Remedios desesperados · Thomas Hardy
1. DEL TRES AL DIECINUEVE DE SEPTIEMBRE
Capítulo 26 de 99 · 3 min de lectura
La ternura de Miss Aldclyffe hacia Cytherea, entre los intervalos de su irascibilidad, fue en aumento hasta convertirse en un afecto verdaderamente desmedido. Como la Naturaleza en los trópicos, con sus huracanes y la posterior vegetación exuberante que borra sus estragos, Miss Aldclyffe compensaba sus arrebatos con un exceso de generosidad después. Parecía quedar completamente cautivada por el contacto cercano con una joven cuya modestia permanecía absolutamente intacta y cuya ingenuidad era tan perfecta como podía serlo, considerando la complejidad necesaria para producir el debido encanto de la feminidad. Cytherea, por su parte, percibía con sincera satisfacción que su influencia benéfica sobre Miss Aldclyffe era considerable. Ideas y costumbres propias de la más joven, que la dama mayor había imitado en un principio como simple capricho, con el tiempo llegaron a ser para ella motivo de verdadero deleite. Entre ellas estaban las oraciones de la mañana y la noche, soñar despierta con paisajes al aire libre, aprender un verso de algún poema mientras se vestía.
Sin embargo, por mucho que intentara forzar sus simpatías, Cytherea no podía sentir más que gratitud por esto, incluso si siempre sentía tanta gratitud. La misteriosa nube que pendía sobre la vida pasada de su compañera, de la cual la luz incierta que ya se había arrojado solo parecía oscurecer aún más lo que quedaba sin penetrar, alimentaba en ella un sentimiento que apenas podía considerarse demasiado leve para llamarse temor. Habría preferido infinitamente ser tratada con distancia, como una simple dependiente, por una naturaleza tan cambiante—como una fuente, siempre la misma, pero siempre diferente. No podía creer que alguna vez se hubiera perpetrado o participado en un crimen grave por parte de su tocaya; pero las aventuras temerarias de la juventud de la dama parecían estar más relacionadas con actos de oscuridad que de luz.

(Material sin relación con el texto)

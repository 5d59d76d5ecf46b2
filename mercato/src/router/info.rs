use mercato_core::{CompanyInfo, DataRequest, Fundamentals, MercatoError, TickerData};

use crate::MarketDataService;
use crate::mercato_router_method;

impl MarketDataService {
    mercato_router_method! {
        /// Fetch the company profile.
        method: get_info(symbol: &str) -> CompanyInfo,
        with: get_info_with,
        request: DataRequest::Info { symbol: symbol.to_string() }
    }

    mercato_router_method! {
        /// Fetch valuation ratios and fundamentals.
        method: get_fundamentals(symbol: &str) -> Fundamentals,
        with: get_fundamentals_with,
        request: DataRequest::Fundamentals { symbol: symbol.to_string() }
    }

    /// Build the flattened quote + profile + fundamentals record.
    ///
    /// Behavior and trade-offs:
    /// - Runs the three requests concurrently through the normal pipeline, so
    ///   each part is cached and deduplicated on its own.
    /// - Parts that fail are left empty; `sources` names the provider of each part
    ///   that was merged.
    ///
    /// # Errors
    /// Returns the quote's error only when all three parts fail.
    pub async fn get_ticker_data(&self, symbol: &str) -> Result<TickerData, MercatoError> {
        let (quote, info, fundamentals) = tokio::join!(
            self.get_quote(symbol),
            self.get_info(symbol),
            self.get_fundamentals(symbol),
        );
        if let (Err(e), Err(_), Err(_)) = (&quote, &info, &fundamentals) {
            return Err(e.clone());
        }
        for (part, res) in [
            ("info", info.as_ref().err()),
            ("fundamentals", fundamentals.as_ref().err()),
            ("quote", quote.as_ref().err()),
        ] {
            if let Some(e) = res {
                tracing::debug!(target: "mercato::service", symbol, part, error = %e, "ticker part missing");
            }
        }
        let symbol = symbol.trim().to_ascii_uppercase();
        Ok(TickerData::merge(
            symbol,
            quote.as_ref().ok(),
            info.as_ref().ok(),
            fundamentals.as_ref().ok(),
        ))
    }
}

A veces, Miss Aldclyffe parecía estar a punto de hacer alguna confidencia absorbente, pero la reflexión la contenía invariablemente. Cytherea esperaba que tal confidencia llegara con el tiempo, y que así pudiera ser un medio para aliviar una mente que evidentemente había conocido un sufrimiento extremo.
Pero la reserva de Miss Aldclyffe respecto a su pasado no fue imitada por Cytherea. Aunque nunca reveló el único hecho de su conocimiento de que el romance entre Miss Aldclyffe y su padre terminó de manera anormal, la natural ingenuidad de la joven en temas que no consideraba especialmente reservados permitió que Miss Aldclyffe le extrajera, fragmento a fragmento, cada detalle de la historia de su padre. Cytherea veía cuán profundamente simpatizaba Miss Aldclyffe—y eso la compensaba, en cierta medida, por los resentimientos apresurados de otros tiempos.
Así vivía, en esa incertidumbre. Los sirvientes de la Casa percibían que existía algún lazo secreto de conexión entre Miss Aldclyffe y su compañera. Pero eran mujer y mujer, no mujer y hombre, los hechos eran etéreos y refinados, y por eso no podían convertirse en una historia atractiva. Ya fuera necesario o no, como discutían los antiguos críticos, un aparato sobrenatural para una epopeya, una maquinaria impía es decididamente necesaria para un escándalo.
Había recibido otra carta de Edward—muy breve, pero llena de súplicas, preguntando por qué no le escribía ni una sola línea—al menos una línea de fría amistad. Entonces se permitió pensar, poco a poco, si no habría sido quizá demasiado dura con él; y al final se preguntó si realmente tenía tanta culpa por estar comprometido con otra mujer. '¡Ah, cerebro, hay en mí algo más fuerte que tú!', exclamó. La joven doncella ahora sacaba constantemente su carta, la leía y releía, casi llorando de compasión al pensar en la miserable incertidumbre que él debía estar soportando ante su silencio, hasta que su corazón la reprendía por su crueldad. Sintió que debía enviarle una línea—una pequeña línea—solo una diminuta línea para mantenerlo con vida, pobre criatura; suspirando como doña Clara—
‘Ah, si ahora estuviera ante mí, A pesar del orgullo herido, Temo que mis ojos perdonarían Antes de que mi lengua pudiera reprender.’